Вопрос

Is it possible to use opencpu.js with my own install of OpenCPU on Ubuntu? I've done a quick scan of the code and can't see where i would set the host name.

Это было полезно?

Решение

Edit: This feature has been improved in opencpu.js 0.3. You can now set the path of the opencpu server using `opencpu.seturl(). The argument must point to a package, for example:

opencpu.seturl("/ocpu/library/mypackage/R")

or if your browser supports CORS you can do:

opencpu.seturl("//public.opencpu.org/ocpu/library/mypackage/R")

or

opencpu.seturl("//public.opencpu.org/ocpu/github/yourname/yourpackage/R")

After setting this, the client will check if this server is online and print some debugging stuff to the javascript console. If all is OK, you can use the library just as if it were part of the app. Have a look at http://www.stat.ucla.edu/~jeroen/appdemo/ to see this in action.

That said, the opencpu.js library is designed to be included in apps. An OpenCPU app is an R package which includes some web page(s) that call the R functions in the package using the OpenCPU API.

Because apps are R packages which are installed on the OpenCPU server, the opencpu.js library assumes the server is running on the current host, and uses a relative path to call the server. Moreover, because opencpu.js is included with a particular R package, the functions in opencpu.js have no argument as to specify a package either: it assumes you are calling the R function the current package.
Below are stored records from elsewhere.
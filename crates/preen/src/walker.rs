//! Forward document-order walk over the working tree.
//!
//! Nodes may be removed, spliced or rewritten while the walk is on them, so the successor is
//! computed after each node is processed from where the node used to be. Template contents are
//! walked as nested frames on an explicit stack, so nesting depth never grows the call stack.

use markup5ever_rcdom::Handle;
use std::rc::Rc;

use crate::attribute::sanitize_attributes;
use crate::config::Config;
use crate::dom;
use crate::element::sanitize_element;
use crate::error::Result;
use crate::hooks::{HookPoint, HookRegistry};
use crate::sanitizer::Removed;

pub(crate) struct Pass<'a> {
    pub cfg: &'a Config,
    pub hooks: &'a HookRegistry,
    pub removed: &'a mut Vec<Removed>,
    /// Root of the walk in progress. It is never spliced away.
    pub root: Handle,
    /// Child index of the node being visited, when the walk knows it.
    pub index_hint: Option<usize>,
}

impl Pass<'_> {
    pub fn force_remove(&mut self, node: &Handle) {
        tracing::trace!(node = %dom::node_name(node), "removing node");
        self.removed.push(Removed::Element {
            element: node.clone(),
        });
        dom::detach_near(node, self.index_hint);
    }

    pub fn log_element(&mut self, element: Handle) {
        self.removed.push(Removed::Element { element });
    }

    /// Removes an attribute and logs it. Returns `false` when there was nothing to remove.
    pub fn remove_attribute(&mut self, element: &Handle, name: &str) -> bool {
        let Some((index, attr)) = dom::remove_attribute(element, name) else {
            return false;
        };
        tracing::trace!(attribute = name, element = %dom::node_name(element), "removing attribute");
        self.removed.push(Removed::Attribute {
            name: name.to_string(),
            value: attr.value.to_string(),
            from: element.clone(),
        });
        if name == "is" && !self.cfg.allowed_attr.contains("is") {
            if self.cfg.return_dom {
                self.force_remove(element);
            } else {
                dom::set_attribute(element, attr.name, "", Some(index));
            }
        }
        true
    }
}

/// Where a node sat when its visit began.
struct Visit {
    node: Handle,
    parent: Option<Handle>,
    prev: Option<Handle>,
    index: Option<usize>,
}

impl Visit {
    fn at(node: &Handle, root: &Handle, hint: Option<usize>) -> Self {
        let parent = dom::parent(node);
        let index = if Rc::ptr_eq(node, root) {
            None
        } else {
            dom::index_in_parent_near(node, hint).map(|(_, i)| i)
        };
        let prev = match (&parent, index) {
            (Some(p), Some(i)) if i > 0 => dom::child_at(p, i - 1),
            _ => None,
        };
        Self {
            node: node.clone(),
            parent,
            prev,
            index,
        }
    }
}

/// One tree being walked: the document root or a template's contents.
struct Frame {
    root: Handle,
    shadow: bool,
    next: Option<Handle>,
    /// Child-index hints from `root` down to `next`. A stale hint costs a sibling scan.
    path: Vec<usize>,
    /// Template whose contents are walked in the frame above; its attributes come after.
    suspended: Option<Visit>,
}

impl Frame {
    fn new(root: Handle, next: Option<Handle>, shadow: bool) -> Self {
        let path = match &next {
            Some(n) if !Rc::ptr_eq(n, &root) => vec![0],
            _ => Vec::new(),
        };
        Self {
            root,
            shadow,
            next,
            path,
            suspended: None,
        }
    }
}

/// Walks `pass.root` (itself included) and everything below it.
pub(crate) fn sanitize_tree(pass: &mut Pass<'_>) -> Result<()> {
    let root = pass.root.clone();
    let walked = walk(pass, Frame::new(root.clone(), Some(root.clone()), false));
    pass.root = root;
    pass.index_hint = None;
    walked
}

fn walk(pass: &mut Pass<'_>, top: Frame) -> Result<()> {
    let cfg = pass.cfg;
    let mut frames = vec![top];
    while let Some(frame) = frames.last_mut() {
        pass.root = frame.root.clone();

        if let Some(visit) = frame.suspended.take() {
            pass.index_hint = visit.index;
            sanitize_attributes(pass, &visit.node)?;
            frame.next = successor(&visit, &frame.root, &mut frame.path);
            continue;
        }

        let Some(node) = frame.next.take() else {
            if let Some(done) = frames.pop() {
                if done.shadow {
                    pass.hooks
                        .run_node(HookPoint::AfterSanitizeShadowDom, &done.root, cfg)?;
                }
            }
            continue;
        };

        let visit = Visit::at(&node, &frame.root, frame.path.last().copied());
        pass.index_hint = visit.index;

        if frame.shadow {
            pass.hooks
                .run_node(HookPoint::UponSanitizeShadowNode, &node, cfg)?;
        }

        if !sanitize_element(pass, &node)? {
            if let Some(contents) = dom::template_contents(&node) {
                frame.suspended = Some(visit);
                pass.hooks
                    .run_node(HookPoint::BeforeSanitizeShadowDom, &contents, cfg)?;
                let first = dom::first_child(&contents);
                frames.push(Frame::new(contents, first, true));
                continue;
            }
            sanitize_attributes(pass, &node)?;
        }

        frame.next = successor(&visit, &frame.root, &mut frame.path);
    }
    Ok(())
}

/// Next node to visit after `visit`, given whatever the visit did to the tree. `path` holds the
/// index hints of the visited node and is left holding those of the returned one.
fn successor(visit: &Visit, root: &Handle, path: &mut Vec<usize>) -> Option<Handle> {
    let node = &visit.node;
    let parent_now = dom::parent(node);
    let in_place = match (&visit.parent, &parent_now) {
        (Some(before), Some(now)) => Rc::ptr_eq(before, now),
        (None, None) => true,
        _ => false,
    };
    if in_place || Rc::ptr_eq(node, root) {
        if let Some(child) = dom::first_child(node) {
            path.push(0);
            return Some(child);
        }
        return following(node, root, path);
    }

    let parent = visit.parent.as_ref()?;
    if let Some(prev) = &visit.prev {
        if dom::parent(prev).is_some_and(|pp| Rc::ptr_eq(&pp, parent)) {
            if let (Some(last), Some(index)) = (path.last_mut(), visit.index) {
                *last = index.saturating_sub(1);
            }
            return following(prev, root, path);
        }
    }

    path.pop();
    if let Some(child) = dom::first_child(parent) {
        path.push(0);
        return Some(child);
    }
    following(parent, root, path)
}

/// The node after `node`'s subtree in document order, staying inside `root`.
fn following(node: &Handle, root: &Handle, path: &mut Vec<usize>) -> Option<Handle> {
    let mut cur = node.clone();
    loop {
        if Rc::ptr_eq(&cur, root) {
            return None;
        }
        let (parent, index) = dom::index_in_parent_near(&cur, path.last().copied())?;
        if let Some(next) = dom::child_at(&parent, index + 1) {
            match path.last_mut() {
                Some(last) => *last = index + 1,
                None => path.push(index + 1),
            }
            return Some(next);
        }
        path.pop();
        cur = parent;
    }
}
use preen::{Dirty, SanitizeOptions, Sanitizer};
use preen_markdown::{MarkdownCompiler, MarkdownOptions, Message, render_transcript};
use serde::Serialize;
use serde_json::Value;
use std::io::Read;

#[derive(Debug)]
enum CliError {
    Usage(&'static str),
    Io(std::io::Error),
    Json(serde_json::Error),
    Sanitize(preen::Error),
    Markdown(preen_markdown::Error),
}

impl std::fmt::Display for CliError {
    fn fmt(&self, f: &mut std::fmt::Formatter<'_>) -> std::fmt::Result {
        match self {
            CliError::Usage(msg) => write!(f, "{msg}"),
            CliError::Io(err) => write!(f, "I/O error: {err}"),
            CliError::Json(err) => write!(f, "JSON error: {err}"),
            CliError::Sanitize(err) => write!(f, "{err}"),
            CliError::Markdown(err) => write!(f, "{err}"),
        }
    }
}

impl From<std::io::Error> for CliError {
    fn from(value: std::io::Error) -> Self {
        Self::Io(value)
    }
}

impl From<serde_json::Error> for CliError {
    fn from(value: serde_json::Error) -> Self {
        Self::Json(value)
    }
}

impl From<preen::Error> for CliError {
    fn from(value: preen::Error) -> Self {
        Self::Sanitize(value)
    }
}

impl From<preen_markdown::Error> for CliError {
    fn from(value: preen_markdown::Error) -> Self {
        Self::Markdown(value)
    }
}

#[derive(Debug, Clone, Copy, Default)]
enum Command {
    #[default]
    Sanitize,
    Check,
    Transcript,
}

#[derive(Debug, Default)]
struct Args {
    command: Command,
    input: Option<String>,
    config: Option<String>,
    config_file: Option<String>,
    markdown: bool,
    breaks: bool,
    smartypants: bool,
    header_ids: bool,
    report: bool,
    pretty: bool,
    positional: Vec<String>,
}

#[derive(Serialize)]
struct ReportOut<'a> {
    html: &'a str,
    removed: Vec<Value>,
}

fn usage() -> &'static str {
    "preen-cli\n\
\n\
USAGE:\n\
  preen-cli [sanitize] [--config <json>|--config-file <path>] [--markdown] [--breaks] [--smartypants] [--header-ids] [--report] [--pretty] [<path>|-]\n\
  preen-cli check [--config <json>|--config-file <path>] <tag> <attr> <value>\n\
  preen-cli transcript [--config <json>|--config-file <path>] [--breaks] [--smartypants] [--header-ids] [--pretty] [<path>|-]\n\
\n\
NOTES:\n\
  - If <path> is omitted or '-', input is read from stdin.\n\
  - --config takes DOMPurify-style options, e.g. '{\"ALLOWED_TAGS\":[\"b\"]}'.\n\
  - --markdown compiles the input as Markdown before sanitizing it.\n\
  - --report prints {\"html\": ..., \"removed\": [...]} instead of bare HTML.\n\
  - check prints true or false.\n\
  - transcript reads a JSON array of {\"role\", \"content\"} messages.\n\
  - Set RUST_LOG (e.g. RUST_LOG=preen=debug) for diagnostics on stderr.\n\
"
}

fn parse_args(argv: &[String]) -> Result<Args, CliError> {
    let mut args = Args::default();
    let mut explicit_command = false;

    let mut it = argv.iter().skip(1).peekable();
    while let Some(a) = it.next() {
        match a.as_str() {
            "--help" | "-h" => return Err(CliError::Usage(usage())),
            "sanitize" | "check" | "transcript"
                if !explicit_command && args.positional.is_empty() && args.input.is_none() =>
            {
                explicit_command = true;
                args.command = match a.as_str() {
                    "check" => Command::Check,
                    "transcript" => Command::Transcript,
                    _ => Command::Sanitize,
                };
            }
            "--markdown" => args.markdown = true,
            "--breaks" => args.breaks = true,
            "--smartypants" => args.smartypants = true,
            "--header-ids" => args.header_ids = true,
            "--report" => args.report = true,
            "--pretty" => args.pretty = true,
            "--config" => {
                let Some(json) = it.next() else {
                    return Err(CliError::Usage(usage()));
                };
                args.config = Some(json.clone());
            }
            "--config-file" => {
                let Some(path) = it.next() else {
                    return Err(CliError::Usage(usage()));
                };
                args.config_file = Some(path.clone());
            }
            "--" => {
                args.positional.extend(it.by_ref().cloned());
            }
            "-" => args.positional.push(a.clone()),
            other if other.starts_with('-') => return Err(CliError::Usage(usage())),
            value => args.positional.push(value.to_string()),
        }
    }

    if args.config.is_some() && args.config_file.is_some() {
        return Err(CliError::Usage(usage()));
    }

    match args.command {
        Command::Check => {
            if args.positional.len() != 3 {
                return Err(CliError::Usage(usage()));
            }
        }
        Command::Sanitize | Command::Transcript => {
            if args.positional.len() > 1 {
                return Err(CliError::Usage(usage()));
            }
            args.input = args.positional.pop();
        }
    }

    Ok(args)
}

fn read_input(input: Option<&str>) -> Result<String, CliError> {
    match input {
        None | Some("-") => {
            let mut buf = String::new();
            std::io::stdin().read_to_string(&mut buf)?;
            Ok(buf)
        }
        Some(path) => Ok(std::fs::read_to_string(path)?),
    }
}

fn write_json(value: &impl Serialize, pretty: bool) -> Result<(), CliError> {
    if pretty {
        serde_json::to_writer_pretty(std::io::stdout().lock(), value)?;
    } else {
        serde_json::to_writer(std::io::stdout().lock(), value)?;
    }
    println!();
    Ok(())
}

fn load_options(args: &Args) -> Result<SanitizeOptions, CliError> {
    let raw = match (&args.config, &args.config_file) {
        (Some(json), _) => json.clone(),
        (None, Some(path)) => std::fs::read_to_string(path)?,
        (None, None) => return Ok(SanitizeOptions::default()),
    };
    let value: Value = serde_json::from_str(&raw)?;
    if !value.is_object() {
        return Err(CliError::Usage("--config must be a JSON object"));
    }
    Ok(SanitizeOptions::from_value(value))
}

fn compiler(args: &Args) -> MarkdownCompiler {
    MarkdownCompiler::new(MarkdownOptions {
        breaks: args.breaks,
        smartypants: args.smartypants,
        header_ids: args.header_ids,
        ..MarkdownOptions::default()
    })
}

fn init_logging() {
    use tracing_subscriber::{EnvFilter, fmt, prelude::*};

    let filter = EnvFilter::try_from_default_env().unwrap_or_else(|_| EnvFilter::new("warn"));

    tracing_subscriber::registry()
        .with(filter)
        .with(fmt::layer().with_writer(std::io::stderr))
        .init();
}

fn run(args: Args) -> Result<(), CliError> {
    let options = load_options(&args)?;
    let mut sanitizer = Sanitizer::new();

    match args.command {
        Command::Check => {
            sanitizer.set_config(&options)?;
            let [tag, attr, value] = [&args.positional[0], &args.positional[1], &args.positional[2]];
            println!("{}", sanitizer.is_valid_attribute(tag, attr, value));
            Ok(())
        }
        Command::Transcript => {
            let text = read_input(args.input.as_deref())?;
            let messages: Vec<Message> = serde_json::from_str(&text)?;
            sanitizer.set_config(&options)?;
            let rendered = render_transcript(&mut sanitizer, &compiler(&args), &messages)?;
            write_json(&rendered, args.pretty)
        }
        Command::Sanitize => {
            let mut text = read_input(args.input.as_deref())?;
            if args.markdown {
                text = compiler(&args).compile(&text);
            }
            let html = sanitizer
                .sanitize(Dirty::Markup(&text), Some(&options))?
                .into_html();
            tracing::debug!(removed = sanitizer.removed().len(), "sanitized input");

            if args.report {
                let out = ReportOut {
                    html: &html,
                    removed: sanitizer.removed().iter().map(|r| r.to_json()).collect(),
                };
                write_json(&out, args.pretty)
            } else {
                print!("{html}");
                Ok(())
            }
        }
    }
}

fn main() {
    let args = match parse_args(&std::env::args().collect::<Vec<_>>()) {
        Ok(v) => v,
        Err(CliError::Usage(msg)) => {
            eprintln!("{msg}");
            std::process::exit(2);
        }
        Err(err) => {
            eprintln!("{err}");
            std::process::exit(1);
        }
    };

    init_logging();

    match run(args) {
        Ok(()) => {}
        Err(CliError::Usage(msg)) => {
            eprintln!("{msg}");
            std::process::exit(2);
        }
        Err(err) => {
            eprintln!("{err}");
            std::process::exit(1);
        }
    }
}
This might sound a little confusing at first, but relative paths are important to keep the application portable. For example, the same app should work regardless of whether it is hosted as:

https://public.opencpu.org/ocpu/gitstats/www
https://public.opencpu.org/ocpu/github/SChamberlain/gitstats/www/
https://public.opencpu.org/ocpu/user/jeroen/library/gitstats/www/

The big advantage of this design is that your R package will be a self-contained, standalone application, which can be deployed anywhere simply by installing the package. This prevents a lot of trouble with cross-domain requests and software versioning. Because your web pages and R functions are part of one and the same package, you can make sure the js and R code contain compatible versions. If you would be hosting the js on a separate server, than things might break when a new version of the R package is installed.

Perhaps the best way to get started is by having a look at one of the public apps. The source code for these apps is available on the opencpu github repo, and each app is built on the opencpu.js library.